* **Your goal**
Print all entries precisely as they are written.

* **Data extract**
-=-=-=-=-
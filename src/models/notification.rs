// SPDX-License-Identifier: MIT
// Copyright 2026 Roland Dreier <roland@kernel.org>

//! In-app notification model (client-local, never persisted).

use serde::{Deserialize, Serialize};
use validator::Validate;

#[derive(Debug, Clone, Copy, PartialEq, Eq, Serialize, Deserialize)]
#[serde(rename_all = "snake_case")]
pub enum NotificationType {
    WalkInvite,
    FriendRequest,
    WalkJoined,
    WalkEnded,
}

/// Follow-up the view can offer on a notification.
#[derive(Debug, Clone, Copy, PartialEq, Eq, Serialize, Deserialize)]
#[serde(rename_all = "snake_case")]
pub enum ActionKind {
    AcceptWalkInvite,
    AcceptFriendRequest,
}

#[derive(Debug, Clone, PartialEq, Eq, Serialize, Deserialize)]
pub struct NotificationAction {
    pub kind: ActionKind,
    pub label: String,
}

#[derive(Debug, Clone, PartialEq, Serialize, Deserialize)]
pub struct Notification {
    pub id: String,
    #[serde(rename = "type")]
    pub kind: NotificationType,
    pub title: String,
    pub message: String,
    /// Display time label ("Now", "2 min ago")
    pub time: String,
    #[serde(default, skip_serializing_if = "Option::is_none")]
    pub from: Option<String>,
    pub read: bool,
    #[serde(default, skip_serializing_if = "Option::is_none")]
    pub action: Option<NotificationAction>,
}

/// Caller-supplied part of a notification; id, time and read state are assigned.
#[derive(Debug, Clone, Deserialize, Validate)]
pub struct NewNotification {
    #[serde(rename = "type")]
    pub kind: NotificationType,
    #[validate(length(min = 1, max = 100))]
    pub title: String,
    #[validate(length(min = 1, max = 500))]
    pub message: String,
    #[serde(default)]
    pub from: Option<String>,
    #[serde(default)]
    pub action: Option<NotificationAction>,
}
-=-=-=-=-
* **Solution for this exercise**
filename src/models/notification.rs
// SPDX-License-Identifier: MIT
// Copyright 2026 Roland Dreier <roland@kernel.org>

//! In-app notification model (client-local, never persisted).

use serde::{Deserialize, Serialize};
use validator::Validate;

#[derive(Debug, Clone, Copy, PartialEq, Eq, Serialize, Deserialize)]
#[serde(rename_all = "snake_case")]
pub enum NotificationType {
    WalkInvite,
    FriendRequest,
    WalkJoined,
    WalkEnded,
}

/// Follow-up the view can offer on a notification.
#[derive(Debug, Clone, Copy, PartialEq, Eq, Serialize, Deserialize)]
#[serde(rename_all = "snake_case")]
pub enum ActionKind {
    AcceptWalkInvite,
    AcceptFriendRequest,
}

#[derive(Debug, Clone, PartialEq, Eq, Serialize, Deserialize)]
pub struct NotificationAction {
    pub kind: ActionKind,
    pub label: String,
}

#[derive(Debug, Clone, PartialEq, Serialize, Deserialize)]
pub struct Notification {
    pub id: String,
    #[serde(rename = "type")]
    pub kind: NotificationType,
    pub title: String,
    pub message: String,
    /// Display time label ("Now", "2 min ago")
    pub time: String,
    #[serde(default, skip_serializing_if = "Option::is_none")]
    pub from: Option<String>,
    pub read: bool,
    #[serde(default, skip_serializing_if = "Option::is_none")]
    pub action: Option<NotificationAction>,
}

/// Caller-supplied part of a notification; id, time and read state are assigned.
#[derive(Debug, Clone, Deserialize, Validate)]
pub struct NewNotification {
    #[serde(rename = "type")]
    pub kind: NotificationType,
    #[validate(length(min = 1, max = 100))]
    pub title: String,
    #[validate(length(min = 1, max = 500))]
    pub message: String,
    #[serde(default)]
    pub from: Option<String>,
    #[serde(default)]
    pub action: Option<NotificationAction>,
}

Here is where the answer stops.